According to the dialectical analysis of the four-dimensional dynamic interactions between unconventional rock-slickwater system-subsurface water-indigenous beneficial bacteria, it is concluded that the rapid decline rate and low EUR might be attributed to the potential formation damage caused by (1) the adsorption of high-weight big organic molecules (gellants and HPAM) on nanopores, (2) plugging of natural fractures, (3) plugging of propped fractures, and (4) pressure and energy loss while liquid flowing through the polluted zones. An advanced biotechnology is developed to unblock the contaminated zones by injecting microbial nutrients to the stimulated reservoir volume (SRV) to grow the indigenous beneficial microbes to degrade the residual fracturing fluid chemicals. The otherwise blocked flow paths are re-opened, and the trapped fluids (oil, gas, and water) can be mobilized, the residual oil can flow from the reservoir to the borehole with less pressure loss. Therefore, the objective of the field pilots of unconventional EOR is to create a more permeable SRV.

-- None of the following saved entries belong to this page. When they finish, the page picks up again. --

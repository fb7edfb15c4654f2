//! Time source used by the scheduler and catalog

use std::sync::Mutex;

use chrono::{DateTime, Duration, Utc};

/// Supplies the current wall-clock time
pub trait Clock: Send + Sync {
    fn now(&self) -> DateTime<Utc>;
}

/// The system clock
#[derive(Debug, Clone, Copy, Default)]
pub struct SystemClock;

impl Clock for SystemClock {
    fn now(&self) -> DateTime<Utc> {
        Utc::now()
    }
}

/// A manually driven clock for tests and dry runs
#[derive(Debug)]
pub struct FixedClock {
    now: Mutex<DateTime<Utc>>,
}

impl FixedClock {
    pub fn new(now: DateTime<Utc>) -> Self {
        Self {
            now: Mutex::new(now),
        }
    }

    /// Move the clock to an absolute time
    pub fn set(&self, now: DateTime<Utc>) {
        *self.now.lock().unwrap_or_else(|e| e.into_inner()) = now;
    }

    /// Move the clock forward
    pub fn advance(&self, by: Duration) {
        let mut now = self.now.lock().unwrap_or_else(|e| e.into_inner());
        *now += by;
    }
}

impl Clock for FixedClock {
    fn now(&self) -> DateTime<Utc> {
        *self.now.lock().unwrap_or_else(|e| e.into_inner())
    }
}

#[cfg(test)]
mod tests {
    use super::*;
    use chrono::TimeZone;

    #[test]
    fn test_fixed_clock_advance() {
        let start = Utc.with_ymd_and_hms(2026, 3, 1, 2, 0, 0).unwrap();
        let clock = FixedClock::new(start);
        clock.advance(Duration::minutes(5));
        assert_eq!(clock.now(), start + Duration::minutes(5));

        clock.set(start);
        assert_eq!(clock.now(), start);
    }
}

A ULTRSHALE™ process for unconventional EOR is developed and has been proven to be effective based on the laboratory study and field tests. One depleted fractured vertical well (used crosslinked guar-based fracturing fluid, at about 9,000 ft) and one depleting fractured horizontal well (used slickwater system, at about 9,900 ft) were selected as the field pilots of unconventional EOR in the Permian Basin. The laboratory data indicated that the indigenous beneficial microbes residing in the deep reservoir could be stimulated to degrade the fracturing fluid additives in the high-salinity produced water at an elevated temperature. The field implementation was carried by a Huff-N-Puff process. The post-treatment liquid production was uplifted by 40%-127% within 180 days, which means the otherwise polluted SRV was unblocked by the stimulated beneficial microbes. Furthermore, the eight-months incremental oil of the vertical well was about 1,500 bbls, the six-months incremental oil of the fractured horizontal well was about 12,000 bbls. The incremental of EUR of the fractured vertical and horizontal wells were 2,100 bbls and 25,000 bbls, respectively. And the EUR after the treatment is increased by 9-12%. The payouts for both treatments were from 2-4 months. The Rate of Return (ROR) for both pilots is more than 100%.